Italian sculptor, painter, architect and engineer. He is generally considered the most important Tuscan marble sculptor working outside Florence during the second half of the 15th century; he is also documented as a painter, although no works have been attributed to him. Civitali's training and early years are undocumented, but it is likely that he worked in Antonio Rossellino's Florentine workshop during the 1460s. He is first mentioned in 1468, when he appraised Rossellino's tomb of Filippo Lazzari in Pistoia Cathedral.
Stylistically Civitali's sculpture is related to the work of Donatello, Desiderio da Settignano, the Rossellino brothers, Mino da Fiesole and Benedetto da Maiano. Civitali's amalgam of sources is quite complex, yet his sculptures maintain an equilibrium more common to works of the early 15th century. He possessed a certain originality as a designer, and his sculpture demonstrates that he was a technician of considerable accomplishment.

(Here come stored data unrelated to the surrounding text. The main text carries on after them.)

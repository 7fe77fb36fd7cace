use std::path::Path;
use std::time::Duration;

use chrono::{DateTime, Utc};
use log::{debug, info};
use parking_lot::Mutex;
use rusqlite::{params, Connection, OptionalExtension};

use crate::storage::errors::StoreError;
use crate::storage::models::{NotifiedRecord, Subscription, User};

const UNKNOWN_USERNAME: &str = "Unknown";

/// SQLite-backed subscription store.
///
/// Every operation runs on a single connection behind a mutex, so writes from
/// the notification cycle and from command handlers are serialized. Channel
/// names are stored lowercased.
pub struct StorageClient {
    conn: Mutex<Connection>,
}

impl StorageClient {
    pub fn new<P: AsRef<Path>>(path: P) -> Result<Self, StoreError> {
        let conn = Connection::open(&path)?;
        conn.busy_timeout(Duration::from_secs(5))?;
        info!("Opened database at {}", path.as_ref().display());
        Self::with_connection(conn)
    }

    pub fn open_in_memory() -> Result<Self, StoreError> {
        Self::with_connection(Connection::open_in_memory()?)
    }

    fn with_connection(conn: Connection) -> Result<Self, StoreError> {
        conn.execute("PRAGMA foreign_keys = ON", [])?;

        conn.execute(
            "CREATE TABLE IF NOT EXISTS users (
                user_id INTEGER PRIMARY KEY,
                username TEXT NOT NULL,
                first_seen INTEGER NOT NULL,
                last_seen INTEGER NOT NULL
            )",
            [],
        )?;

        conn.execute(
            "CREATE TABLE IF NOT EXISTS subscriptions (
                id INTEGER PRIMARY KEY,
                user_id INTEGER NOT NULL,
                channel_name TEXT NOT NULL,
                created_at INTEGER NOT NULL,
                UNIQUE(user_id, channel_name),
                FOREIGN KEY(user_id) REFERENCES users(user_id) ON DELETE CASCADE
            )",
            [],
        )?;

        conn.execute(
            "CREATE TABLE IF NOT EXISTS notified_streams (
                stream_id TEXT PRIMARY KEY,
                channel_name TEXT NOT NULL,
                notified_at INTEGER NOT NULL
            )",
            [],
        )?;

        conn.execute(
            "CREATE INDEX IF NOT EXISTS idx_notified_streams_notified_at
                ON notified_streams(notified_at)",
            [],
        )?;

        debug!("Database schema created or updated successfully");

        Ok(StorageClient {
            conn: Mutex::new(conn),
        })
    }

    /// Inserts the user or refreshes their display name.
    pub fn add_user(&self, user_id: i64, display_name: &str) -> Result<(), StoreError> {
        let query = "INSERT INTO users (user_id, username, first_seen, last_seen)
                     VALUES (?1, ?2, ?3, ?3)
                     ON CONFLICT(user_id) DO UPDATE SET
                        username = excluded.username,
                        last_seen = excluded.last_seen";

        let conn = self.conn.lock();
        let mut stmt = conn.prepare_cached(query)?;
        stmt.execute(params![user_id, display_name, Utc::now().timestamp()])?;
        Ok(())
    }

    pub fn get_user(&self, user_id: i64) -> Result<Option<User>, StoreError> {
        let query = "SELECT username, first_seen, last_seen FROM users WHERE user_id = ?1";

        let conn = self.conn.lock();
        let mut stmt = conn.prepare_cached(query)?;
        let row = stmt
            .query_row([user_id], |row| {
                Ok((
                    row.get::<_, String>(0)?,
                    row.get::<_, i64>(1)?,
                    row.get::<_, i64>(2)?,
                ))
            })
            .optional()?;

        match row {
            Some((display_name, first_seen, last_seen)) => Ok(Some(User {
                user_id,
                display_name,
                first_seen: timestamp("first_seen", first_seen)?,
                last_seen: timestamp("last_seen", last_seen)?,
            })),
            None => Ok(None),
        }
    }

    /// Returns `true` when a new subscription row was created.
    ///
    /// A user the store has not seen yet gets a placeholder record, which the
    /// next `add_user` call fills in.
    pub fn add_subscription(&self, user_id: i64, channel_name: &str) -> Result<bool, StoreError> {
        let channel = channel_key(channel_name)?;
        let now = Utc::now().timestamp();

        let mut conn = self.conn.lock();
        let tx = conn.transaction()?;
        tx.prepare_cached(
            "INSERT OR IGNORE INTO users (user_id, username, first_seen, last_seen)
             VALUES (?1, ?2, ?3, ?3)",
        )?
        .execute(params![user_id, UNKNOWN_USERNAME, now])?;
        let inserted = tx
            .prepare_cached(
                "INSERT OR IGNORE INTO subscriptions (user_id, channel_name, created_at)
                 VALUES (?1, ?2, ?3)",
            )?
            .execute(params![user_id, channel, now])?;
        tx.commit()?;
        Ok(inserted > 0)
    }

    /// Returns `true` when a subscription row was removed.
    pub fn remove_subscription(&self, user_id: i64, channel_name: &str) -> Result<bool, StoreError> {
        let channel = channel_key(channel_name)?;
        let query = "DELETE FROM subscriptions WHERE user_id = ?1 AND channel_name = ?2";

        let conn = self.conn.lock();
        let mut stmt = conn.prepare_cached(query)?;
        let removed = stmt.execute(params![user_id, channel])?;
        Ok(removed > 0)
    }

    pub fn list_subscriptions_for_user(&self, user_id: i64) -> Result<Vec<String>, StoreError> {
        let query = "SELECT channel_name FROM subscriptions WHERE user_id = ?1 ORDER BY channel_name";

        let conn = self.conn.lock();
        let mut stmt = conn.prepare_cached(query)?;
        let channels = stmt
            .query_map([user_id], |row| row.get::<_, String>(0))?
            .collect::<Result<Vec<_>, _>>()?;
        Ok(channels)
    }

    /// Every (user, channel) pair, read in one statement.
    pub fn get_all_subscriptions(&self) -> Result<Vec<Subscription>, StoreError> {
        let query = "SELECT user_id, channel_name FROM subscriptions ORDER BY channel_name, user_id";

        let conn = self.conn.lock();
        let mut stmt = conn.prepare_cached(query)?;
        let subscriptions = stmt
            .query_map([], |row| {
                Ok(Subscription {
                    user_id: row.get(0)?,
                    channel_name: row.get(1)?,
                })
            })?
            .collect::<Result<Vec<_>, _>>()?;
        Ok(subscriptions)
    }

    pub fn is_stream_notified(&self, session_id: &str) -> Result<bool, StoreError> {
        let query = "SELECT EXISTS(SELECT 1 FROM notified_streams WHERE stream_id = ?1)";

        let conn = self.conn.lock();
        let mut stmt = conn.prepare_cached(query)?;
        let exists: bool = stmt.query_row([session_id], |row| row.get(0))?;
        Ok(exists)
    }

    /// Records the session as announced. Repeated calls keep the first record.
    pub fn add_stream_notification(&self, session_id: &str, channel_name: &str) -> Result<(), StoreError> {
        let channel = channel_key(channel_name)?;
        let query = "INSERT OR IGNORE INTO notified_streams (stream_id, channel_name, notified_at)
                     VALUES (?1, ?2, ?3)";

        let conn = self.conn.lock();
        let mut stmt = conn.prepare_cached(query)?;
        stmt.execute(params![session_id, channel, Utc::now().timestamp()])?;
        Ok(())
    }

    pub fn get_stream_notification(&self, session_id: &str) -> Result<Option<NotifiedRecord>, StoreError> {
        let query = "SELECT channel_name, notified_at FROM notified_streams WHERE stream_id = ?1";

        let conn = self.conn.lock();
        let mut stmt = conn.prepare_cached(query)?;
        let row = stmt
            .query_row([session_id], |row| {
                Ok((row.get::<_, String>(0)?, row.get::<_, i64>(1)?))
            })
            .optional()?;

        match row {
            Some((channel_name, notified_at)) => Ok(Some(NotifiedRecord {
                session_id: session_id.to_string(),
                channel_name,
                notified_at: timestamp("notified_at", notified_at)?,
            })),
            None => Ok(None),
        }
    }

    /// Deletes notified records older than `cutoff`, returning how many went.
    pub fn prune_notifications(&self, cutoff: DateTime<Utc>) -> Result<usize, StoreError> {
        let query = "DELETE FROM notified_streams WHERE notified_at < ?1";

        let conn = self.conn.lock();
        let mut stmt = conn.prepare_cached(query)?;
        let removed = stmt.execute([cutoff.timestamp()])?;
        Ok(removed)
    }

    #[cfg(test)]
    pub(crate) fn drop_table(&self, table: &str) -> Result<(), StoreError> {
        self.conn.lock().execute_batch(&format!("DROP TABLE {}", table))?;
        Ok(())
    }

    #[cfg(test)]
    fn backdate_notification(&self, session_id: &str, notified_at: DateTime<Utc>) -> Result<(), StoreError> {
        let conn = self.conn.lock();
        conn.execute(
            "UPDATE notified_streams SET notified_at = ?1 WHERE stream_id = ?2",
            params![notified_at.timestamp(), session_id],
        )?;
        Ok(())
    }
}

fn channel_key(channel_name: &str) -> Result<String, StoreError> {
    let key = channel_name.trim().to_lowercase();
    if key.is_empty() {
        return Err(StoreError::InvalidChannel(channel_name.to_string()));
    }
    Ok(key)
}

fn timestamp(column: &'static str, value: i64) -> Result<DateTime<Utc>, StoreError> {
    DateTime::from_timestamp(value, 0).ok_or(StoreError::CorruptTimestamp { column, value })
}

He is known to have sculpted statues of Adam, Eve, Abraham, Saints Zacchariah and Elizabeth, and others for the chapel of San Giovanni Battista in Genoa Cathedral. His free-standing chapel, the "tempietto", built in 1484 to enshrine the Holy Face of Lucca, stands in the left nave of the Cathedral of San Martino, Lucca. The Duomo contains also a virtual anthology of Matteo's sculpture, since he worked at the San Romano Altar, and also sculpted the St Sebastian in the back of the Holy Face Shrine, and two monumental graves in the right transept.